:: EXERCISE ::
Search the records for the word "struct" and report each line that has it.
[SUPPLIED RECORDS]
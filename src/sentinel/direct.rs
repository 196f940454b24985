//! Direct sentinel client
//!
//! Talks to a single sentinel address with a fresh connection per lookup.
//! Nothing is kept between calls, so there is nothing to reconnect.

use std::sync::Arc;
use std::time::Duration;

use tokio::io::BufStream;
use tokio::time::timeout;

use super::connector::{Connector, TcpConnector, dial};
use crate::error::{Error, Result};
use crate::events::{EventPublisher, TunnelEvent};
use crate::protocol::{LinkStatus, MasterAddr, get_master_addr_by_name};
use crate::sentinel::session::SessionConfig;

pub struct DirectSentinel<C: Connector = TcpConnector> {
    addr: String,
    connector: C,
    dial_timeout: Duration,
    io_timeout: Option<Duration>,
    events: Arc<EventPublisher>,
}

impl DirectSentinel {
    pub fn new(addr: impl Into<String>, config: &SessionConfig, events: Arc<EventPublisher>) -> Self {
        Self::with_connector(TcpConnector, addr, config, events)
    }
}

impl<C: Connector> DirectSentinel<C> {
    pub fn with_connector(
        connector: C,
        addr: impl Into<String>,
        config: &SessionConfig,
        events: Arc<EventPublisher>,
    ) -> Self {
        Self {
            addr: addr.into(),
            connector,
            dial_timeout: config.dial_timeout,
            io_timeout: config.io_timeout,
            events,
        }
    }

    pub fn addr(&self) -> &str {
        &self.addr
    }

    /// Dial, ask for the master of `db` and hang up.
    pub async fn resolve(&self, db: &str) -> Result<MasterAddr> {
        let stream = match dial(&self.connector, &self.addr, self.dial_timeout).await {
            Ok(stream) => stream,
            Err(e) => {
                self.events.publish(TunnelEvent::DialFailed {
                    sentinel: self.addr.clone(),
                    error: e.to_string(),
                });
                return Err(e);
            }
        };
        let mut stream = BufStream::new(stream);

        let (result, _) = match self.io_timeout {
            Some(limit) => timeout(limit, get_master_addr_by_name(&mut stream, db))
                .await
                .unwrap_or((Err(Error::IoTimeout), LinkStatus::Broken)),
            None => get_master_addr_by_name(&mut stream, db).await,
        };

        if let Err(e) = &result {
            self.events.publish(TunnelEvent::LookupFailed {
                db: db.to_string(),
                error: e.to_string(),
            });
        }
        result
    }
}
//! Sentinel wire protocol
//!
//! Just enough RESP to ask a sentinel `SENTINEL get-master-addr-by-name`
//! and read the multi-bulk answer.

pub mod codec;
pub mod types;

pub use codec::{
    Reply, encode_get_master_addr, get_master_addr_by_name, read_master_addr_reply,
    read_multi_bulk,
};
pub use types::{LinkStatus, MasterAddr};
[/SUPPLIED RECORDS]
[SUPPLIED RECORDS]
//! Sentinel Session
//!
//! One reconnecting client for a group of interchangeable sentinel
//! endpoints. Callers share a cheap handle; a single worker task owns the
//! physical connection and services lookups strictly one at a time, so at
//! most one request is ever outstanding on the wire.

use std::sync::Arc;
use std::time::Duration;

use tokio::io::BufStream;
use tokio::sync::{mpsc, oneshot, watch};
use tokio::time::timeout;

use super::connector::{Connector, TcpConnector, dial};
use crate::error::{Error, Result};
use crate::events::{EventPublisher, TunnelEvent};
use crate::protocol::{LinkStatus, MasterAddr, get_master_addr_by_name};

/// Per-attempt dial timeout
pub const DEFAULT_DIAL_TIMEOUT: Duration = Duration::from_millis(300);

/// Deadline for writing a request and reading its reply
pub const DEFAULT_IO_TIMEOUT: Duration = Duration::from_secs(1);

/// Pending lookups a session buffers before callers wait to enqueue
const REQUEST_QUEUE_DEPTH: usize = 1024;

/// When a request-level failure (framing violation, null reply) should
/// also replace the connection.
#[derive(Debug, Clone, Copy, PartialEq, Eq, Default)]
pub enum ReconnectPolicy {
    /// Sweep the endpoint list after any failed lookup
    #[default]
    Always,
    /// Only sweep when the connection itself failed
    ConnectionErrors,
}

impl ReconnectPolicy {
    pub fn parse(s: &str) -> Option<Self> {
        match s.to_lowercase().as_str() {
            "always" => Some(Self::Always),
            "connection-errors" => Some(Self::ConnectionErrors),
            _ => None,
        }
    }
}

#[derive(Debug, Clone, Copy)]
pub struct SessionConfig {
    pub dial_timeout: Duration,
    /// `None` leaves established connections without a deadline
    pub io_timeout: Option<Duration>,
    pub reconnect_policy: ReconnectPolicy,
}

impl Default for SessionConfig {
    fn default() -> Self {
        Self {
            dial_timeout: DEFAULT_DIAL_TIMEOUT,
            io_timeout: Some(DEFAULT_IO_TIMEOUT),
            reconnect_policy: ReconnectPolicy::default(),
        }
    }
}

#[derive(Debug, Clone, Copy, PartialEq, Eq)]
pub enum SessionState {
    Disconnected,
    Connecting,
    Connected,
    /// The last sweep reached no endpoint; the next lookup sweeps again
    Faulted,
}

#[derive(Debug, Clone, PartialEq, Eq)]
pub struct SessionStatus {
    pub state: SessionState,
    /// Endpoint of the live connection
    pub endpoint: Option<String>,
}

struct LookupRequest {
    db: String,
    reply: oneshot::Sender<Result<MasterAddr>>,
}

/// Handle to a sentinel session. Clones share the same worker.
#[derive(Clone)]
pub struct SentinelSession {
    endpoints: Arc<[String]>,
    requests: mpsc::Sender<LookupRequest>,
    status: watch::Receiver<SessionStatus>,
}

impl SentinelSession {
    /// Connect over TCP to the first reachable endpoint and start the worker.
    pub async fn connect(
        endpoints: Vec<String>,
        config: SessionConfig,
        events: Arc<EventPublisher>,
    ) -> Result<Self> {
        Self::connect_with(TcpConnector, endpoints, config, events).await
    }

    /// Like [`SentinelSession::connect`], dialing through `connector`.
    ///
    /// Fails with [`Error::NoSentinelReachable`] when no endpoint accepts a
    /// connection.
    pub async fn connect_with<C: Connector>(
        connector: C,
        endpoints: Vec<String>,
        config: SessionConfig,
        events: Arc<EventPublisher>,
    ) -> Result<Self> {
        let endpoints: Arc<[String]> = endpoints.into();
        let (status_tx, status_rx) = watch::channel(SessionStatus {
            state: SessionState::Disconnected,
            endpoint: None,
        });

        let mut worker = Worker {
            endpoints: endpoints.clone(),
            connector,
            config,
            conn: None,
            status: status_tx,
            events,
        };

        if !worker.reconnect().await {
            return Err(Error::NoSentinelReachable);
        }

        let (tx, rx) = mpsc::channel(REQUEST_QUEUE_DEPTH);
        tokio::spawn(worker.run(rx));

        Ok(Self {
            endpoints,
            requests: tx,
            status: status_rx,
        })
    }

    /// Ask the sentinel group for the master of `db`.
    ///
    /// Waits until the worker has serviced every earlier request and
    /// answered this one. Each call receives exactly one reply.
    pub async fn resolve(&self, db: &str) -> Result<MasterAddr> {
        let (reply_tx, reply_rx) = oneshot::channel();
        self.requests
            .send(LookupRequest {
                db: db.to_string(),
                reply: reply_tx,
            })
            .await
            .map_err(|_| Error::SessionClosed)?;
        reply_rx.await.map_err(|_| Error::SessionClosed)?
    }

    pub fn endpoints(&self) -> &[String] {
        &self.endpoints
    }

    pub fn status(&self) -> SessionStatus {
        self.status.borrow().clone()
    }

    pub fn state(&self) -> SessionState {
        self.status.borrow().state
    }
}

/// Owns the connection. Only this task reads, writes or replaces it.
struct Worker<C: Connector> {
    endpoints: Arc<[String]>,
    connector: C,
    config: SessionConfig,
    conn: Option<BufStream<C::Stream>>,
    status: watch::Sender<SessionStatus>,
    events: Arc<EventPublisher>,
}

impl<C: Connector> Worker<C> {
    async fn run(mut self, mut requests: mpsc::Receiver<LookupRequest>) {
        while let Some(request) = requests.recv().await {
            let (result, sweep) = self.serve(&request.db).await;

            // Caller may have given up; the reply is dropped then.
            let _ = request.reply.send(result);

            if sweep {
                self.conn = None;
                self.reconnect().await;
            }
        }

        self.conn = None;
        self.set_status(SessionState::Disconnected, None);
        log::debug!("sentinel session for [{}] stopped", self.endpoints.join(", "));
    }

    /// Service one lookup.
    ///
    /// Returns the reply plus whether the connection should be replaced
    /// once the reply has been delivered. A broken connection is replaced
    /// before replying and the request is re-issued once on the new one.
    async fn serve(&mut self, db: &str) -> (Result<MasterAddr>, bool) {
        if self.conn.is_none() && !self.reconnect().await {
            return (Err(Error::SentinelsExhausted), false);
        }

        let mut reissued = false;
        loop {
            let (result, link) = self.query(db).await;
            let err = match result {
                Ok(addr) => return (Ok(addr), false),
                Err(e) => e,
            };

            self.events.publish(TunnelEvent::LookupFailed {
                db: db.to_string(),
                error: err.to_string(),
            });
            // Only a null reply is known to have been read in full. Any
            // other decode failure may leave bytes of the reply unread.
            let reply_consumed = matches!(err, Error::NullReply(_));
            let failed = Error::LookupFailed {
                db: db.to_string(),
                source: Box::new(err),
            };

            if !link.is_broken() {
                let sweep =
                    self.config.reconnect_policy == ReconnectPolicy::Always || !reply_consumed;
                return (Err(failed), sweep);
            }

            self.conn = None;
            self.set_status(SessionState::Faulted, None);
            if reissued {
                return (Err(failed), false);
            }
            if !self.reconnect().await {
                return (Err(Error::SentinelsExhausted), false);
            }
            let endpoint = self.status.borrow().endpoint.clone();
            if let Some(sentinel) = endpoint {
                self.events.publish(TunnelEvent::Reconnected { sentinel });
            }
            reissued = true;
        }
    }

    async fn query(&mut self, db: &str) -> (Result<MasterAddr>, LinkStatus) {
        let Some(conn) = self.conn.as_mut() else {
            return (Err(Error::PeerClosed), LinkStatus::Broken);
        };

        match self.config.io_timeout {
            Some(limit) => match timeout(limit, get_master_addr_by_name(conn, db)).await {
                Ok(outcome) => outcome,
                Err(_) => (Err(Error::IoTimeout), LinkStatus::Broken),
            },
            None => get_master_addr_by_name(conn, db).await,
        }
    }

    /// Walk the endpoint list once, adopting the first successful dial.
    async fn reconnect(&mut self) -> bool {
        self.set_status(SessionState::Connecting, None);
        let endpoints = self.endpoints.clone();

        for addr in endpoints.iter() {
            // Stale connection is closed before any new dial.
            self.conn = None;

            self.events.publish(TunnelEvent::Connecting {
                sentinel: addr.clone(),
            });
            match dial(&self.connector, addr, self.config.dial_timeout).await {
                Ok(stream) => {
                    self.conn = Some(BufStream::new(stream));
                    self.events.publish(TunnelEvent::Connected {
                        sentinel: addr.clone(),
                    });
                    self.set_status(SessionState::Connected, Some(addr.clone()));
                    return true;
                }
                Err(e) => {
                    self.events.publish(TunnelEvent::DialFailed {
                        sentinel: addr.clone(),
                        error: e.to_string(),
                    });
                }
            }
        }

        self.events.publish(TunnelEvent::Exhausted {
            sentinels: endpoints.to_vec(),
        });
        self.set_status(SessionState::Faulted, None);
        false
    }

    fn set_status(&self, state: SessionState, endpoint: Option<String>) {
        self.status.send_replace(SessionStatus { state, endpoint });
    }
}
[/SUPPLIED RECORDS]
[SUPPLIED RECORDS]
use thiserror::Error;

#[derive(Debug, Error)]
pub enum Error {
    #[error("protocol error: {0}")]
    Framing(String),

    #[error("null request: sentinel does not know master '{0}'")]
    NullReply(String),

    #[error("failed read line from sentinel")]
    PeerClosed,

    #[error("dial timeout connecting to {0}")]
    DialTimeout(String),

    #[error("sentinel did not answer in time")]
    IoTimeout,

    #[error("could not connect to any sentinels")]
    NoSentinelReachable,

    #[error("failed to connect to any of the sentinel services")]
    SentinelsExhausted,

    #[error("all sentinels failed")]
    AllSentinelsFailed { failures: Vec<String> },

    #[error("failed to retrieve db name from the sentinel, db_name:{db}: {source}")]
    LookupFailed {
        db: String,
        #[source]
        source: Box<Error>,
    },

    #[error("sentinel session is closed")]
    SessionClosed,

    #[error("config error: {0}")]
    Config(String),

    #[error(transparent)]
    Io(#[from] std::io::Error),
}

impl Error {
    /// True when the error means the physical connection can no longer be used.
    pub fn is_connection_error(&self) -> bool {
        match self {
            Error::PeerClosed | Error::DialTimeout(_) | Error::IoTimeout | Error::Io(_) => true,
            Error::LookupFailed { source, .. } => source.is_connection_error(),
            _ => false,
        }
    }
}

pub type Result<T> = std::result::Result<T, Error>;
[/SUPPLIED RECORDS]
:: EXERCISE RESPONSE ::
pub struct DirectSentinel<C: Connector = TcpConnector> {
pub struct SessionConfig {
pub struct SessionStatus {
struct LookupRequest {
pub struct SentinelSession {
struct Worker<C: Connector> {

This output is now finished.